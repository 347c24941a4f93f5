use std::collections::HashMap;
use std::hash::Hash;
use std::io::Read;

use serde::{Deserialize, Serialize};

use crate::error::GraphError;

/// Default node identifier.
pub type NodeId = u64;

/// Anything usable as a node identifier.
///
/// `Send + Sync` is required so a `&Graph` can be handed to worker threads.
pub trait NodeKey: Eq + Hash + Clone + Send + Sync {}

impl<T: Eq + Hash + Clone + Send + Sync> NodeKey for T {}

/// In-memory directed graph stored as an adjacency list.
///
/// Neighbor order is preserved exactly as inserted; it decides BFS order.
/// The graph is built through `&mut self` methods and afterwards only
/// borrowed shared, so traversals never observe a mutation.
#[derive(Debug, Clone, Serialize, Deserialize)]
#[serde(
    transparent,
    bound(
        serialize = "N: Serialize + Eq + Hash",
        deserialize = "N: Deserialize<'de> + Eq + Hash"
    )
)]
pub struct Graph<N = NodeId> {
    adjacency: HashMap<N, Vec<N>>,
}

impl<N: NodeKey> Graph<N> {
    pub fn new() -> Self {
        Self {
            adjacency: HashMap::new(),
        }
    }

    /// Pre-allocate for a known node count.
    pub fn with_capacity(node_count: usize) -> Self {
        Self {
            adjacency: HashMap::with_capacity(node_count),
        }
    }

    /// Build from `(node, neighbors)` pairs. A repeated node replaces the
    /// earlier list.
    pub fn from_adjacency<I>(adjacency: I) -> Self
    where
        I: IntoIterator<Item = (N, Vec<N>)>,
    {
        Self {
            adjacency: adjacency.into_iter().collect(),
        }
    }

    /// Register a node with no outgoing edges. Existing lists are kept.
    pub fn add_node(&mut self, node: N) {
        self.adjacency.entry(node).or_default();
    }

    /// Append a directed edge. Duplicates and self-loops are stored as given.
    pub fn add_edge(&mut self, from: N, to: N) {
        self.adjacency.entry(from).or_default().push(to);
    }

    /// Replace the neighbor list of `node`.
    pub fn set_neighbors(&mut self, node: N, neighbors: Vec<N>) {
        self.adjacency.insert(node, neighbors);
    }

    /// Outgoing neighbors in insertion order. Unknown nodes have none.
    pub fn neighbors(&self, node: &N) -> &[N] {
        self.adjacency.get(node).map(|v| v.as_slice()).unwrap_or(&[])
    }

    pub fn contains(&self, node: &N) -> bool {
        self.adjacency.contains_key(node)
    }

    /// Number of nodes that have an adjacency entry.
    pub fn node_count(&self) -> usize {
        self.adjacency.len()
    }

    pub fn edge_count(&self) -> usize {
        self.adjacency.values().map(|v| v.len()).sum()
    }

    pub fn is_empty(&self) -> bool {
        self.adjacency.is_empty()
    }

    /// Nodes with an adjacency entry, in unspecified order.
    pub fn nodes(&self) -> impl Iterator<Item = &N> {
        self.adjacency.keys()
    }

    /// Approximate memory usage in bytes.
    pub fn memory_usage(&self) -> usize {
        use std::mem::size_of;

        let keys = self.adjacency.len() * (size_of::<N>() + size_of::<Vec<N>>());
        let edges: usize = self
            .adjacency
            .values()
            .map(|v| v.capacity() * size_of::<N>())
            .sum();

        keys + edges
    }
}

impl<N> Graph<N>
where
    N: NodeKey + for<'de> Deserialize<'de>,
{
    /// Parse a JSON object of `node -> [neighbors]`, e.g. `{"0": [1, 2]}`.
    pub fn from_json_str(json: &str) -> Result<Self, GraphError> {
        Ok(serde_json::from_str(json)?)
    }

    pub fn from_json_reader<R: Read>(reader: R) -> Result<Self, GraphError> {
        Ok(serde_json::from_reader(reader)?)
    }
}

impl<N: NodeKey> Default for Graph<N> {
    fn default() -> Self {
        Self::new()
    }
}

impl<N: NodeKey> From<HashMap<N, Vec<N>>> for Graph<N> {
    fn from(adjacency: HashMap<N, Vec<N>>) -> Self {
        Self { adjacency }
    }
}

impl<N: NodeKey> FromIterator<(N, Vec<N>)> for Graph<N> {
    fn from_iter<I: IntoIterator<Item = (N, Vec<N>)>>(iter: I) -> Self {
        Self::from_adjacency(iter)
    }
}
//! Channel predictions: begin, progress, lock and end.

use eventsub_shared::MockEventParameters;
use serde::Serialize;
use serde_json::Value;

use super::{shift_timestamp, to_body, Broadcaster, User, BOTH_TRANSPORTS};
use crate::errors::EventError;
use crate::events::{EventDefinition, MockEvent, TopicMapping};
use crate::random;

const BEGIN_TOPIC: &str = "channel.prediction.begin";
const LOCK_TOPIC: &str = "channel.prediction.lock";
const END_TOPIC: &str = "channel.prediction.end";

const TOPICS: &[(&str, &str)] = &[
    ("prediction-begin", BEGIN_TOPIC),
    ("prediction-progress", "channel.prediction.progress"),
    ("prediction-lock", LOCK_TOPIC),
    ("prediction-end", END_TOPIC),
];

const OUTCOMES: &[(&str, &str)] = &[("Yes", "blue"), ("No", "pink")];
const MAX_POINTS: i64 = 10_000;
const WINDOW_MINUTES: i64 = 10;

static DEFINITION: EventDefinition = EventDefinition {
    name: "prediction",
    version: "1",
    transports: BOTH_TRANSPORTS,
    triggers: &[
        "prediction-begin",
        "prediction-progress",
        "prediction-lock",
        "prediction-end",
    ],
    mapping: &TopicMapping::mirrored(TOPICS),
};

/// Mock channel prediction events.
#[derive(Debug, Clone, Copy, Default)]
pub struct Prediction;

#[derive(Serialize)]
struct Predictor<'a> {
    #[serde(flatten)]
    user: User<'a>,
    channel_points_won: Option<i64>,
    channel_points_used: i64,
}

#[derive(Serialize)]
struct Outcome<'a> {
    id: String,
    title: &'static str,
    color: &'static str,
    #[serde(skip_serializing_if = "Option::is_none")]
    users: Option<i64>,
    #[serde(skip_serializing_if = "Option::is_none")]
    channel_points: Option<i64>,
    #[serde(skip_serializing_if = "Option::is_none")]
    top_predictors: Option<Vec<Predictor<'a>>>,
}

#[derive(Serialize)]
struct PredictionEvent<'a> {
    id: String,
    #[serde(flatten)]
    broadcaster: Broadcaster<'a>,
    title: &'a str,
    #[serde(skip_serializing_if = "Option::is_none")]
    winning_outcome_id: Option<String>,
    outcomes: Vec<Outcome<'a>>,
    started_at: &'a str,
    #[serde(skip_serializing_if = "Option::is_none")]
    locks_at: Option<String>,
    #[serde(skip_serializing_if = "Option::is_none")]
    locked_at: Option<&'a str>,
    #[serde(skip_serializing_if = "Option::is_none")]
    ended_at: Option<&'a str>,
    #[serde(skip_serializing_if = "Option::is_none")]
    status: Option<&'static str>,
}

impl MockEvent for Prediction {
    fn definition(&self) -> &'static EventDefinition {
        &DEFINITION
    }

    fn event_body(&self, topic: &str, params: &MockEventParameters) -> Result<Value, EventError> {
        let ended = topic == END_TOPIC;
        let counted = topic != BEGIN_TOPIC;

        let outcomes: Vec<Outcome> = OUTCOMES
            .iter()
            .enumerate()
            .map(|(index, &(title, color))| {
                let used = random::random_int(MAX_POINTS) + 1;
                // The first outcome wins when the prediction resolves.
                let won = (ended && index == 0).then_some(used * 2);
                Outcome {
                    id: random::random_guid(),
                    title,
                    color,
                    users: counted.then_some(1),
                    channel_points: counted.then_some(used),
                    top_predictors: counted.then(|| {
                        vec![Predictor {
                            user: User::of(params),
                            channel_points_won: won,
                            channel_points_used: used,
                        }]
                    }),
                }
            })
            .collect();

        let winning_outcome_id = if ended {
            outcomes.first().map(|outcome| outcome.id.clone())
        } else {
            None
        };

        let (locks_at, locked_at, ended_at, status) = match topic {
            LOCK_TOPIC => (None, Some(params.timestamp.as_str()), None, None),
            END_TOPIC => (None, None, Some(params.timestamp.as_str()), Some("resolved")),
            _ => (
                Some(shift_timestamp(&params.timestamp, WINDOW_MINUTES)),
                None,
                None,
                None,
            ),
        };

        to_body(&PredictionEvent {
            id: params.item_id.clone().unwrap_or_else(random::random_guid),
            broadcaster: Broadcaster::of(params),
            title: params.description.as_deref().unwrap_or("Will the developer finish this program?"),
            winning_outcome_id,
            outcomes,
            started_at: &params.timestamp,
            locks_at,
            locked_at,
            ended_at,
            status,
        })
    }
}

#[cfg(test)]
mod tests {
    use super::*;
    use crate::types::test_support::{params, payload};

    #[test]
    fn test_prediction_begin() {
        let begin = payload(&Prediction, &params("prediction-begin"));
        let body = &begin["event"];
        assert_eq!(body["locks_at"], "2024-05-01T12:10:00Z");
        assert_eq!(body["outcomes"][0]["color"], "blue");
        assert!(body["outcomes"][0].get("top_predictors").is_none());
        assert!(body.get("winning_outcome_id").is_none());
    }

    #[test]
    fn test_prediction_lock() {
        let lock = payload(&Prediction, &params("prediction-lock"));
        let body = &lock["event"];
        assert_eq!(body["locked_at"], "2024-05-01T12:00:00Z");
        assert!(body.get("locks_at").is_none());
        assert_eq!(body["outcomes"][1]["top_predictors"][0]["user_id"], "5678");
        assert!(body["outcomes"][1]["top_predictors"][0]["channel_points_won"].is_null());
    }

    #[test]
    fn test_prediction_end_names_winner() {
        let end = payload(&Prediction, &params("prediction-end"));
        let body = &end["event"];
        assert_eq!(body["status"], "resolved");
        assert_eq!(body["winning_outcome_id"], body["outcomes"][0]["id"]);
        assert!(body["outcomes"][0]["top_predictors"][0]["channel_points_won"].is_i64());
    }
}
+ + + + +
*What you are asked to do:*
Beginning at the top of the entries above, output each line exactly, and end with the line in which "pub type NodeId = u64;" appears.

*Problem solution:*
repository 347c24941a4f93f5
use std::collections::HashMap;
use std::hash::Hash;
use std::io::Read;

use serde::{Deserialize, Serialize};

use crate::error::GraphError;

/// Default node identifier.
pub type NodeId = u64;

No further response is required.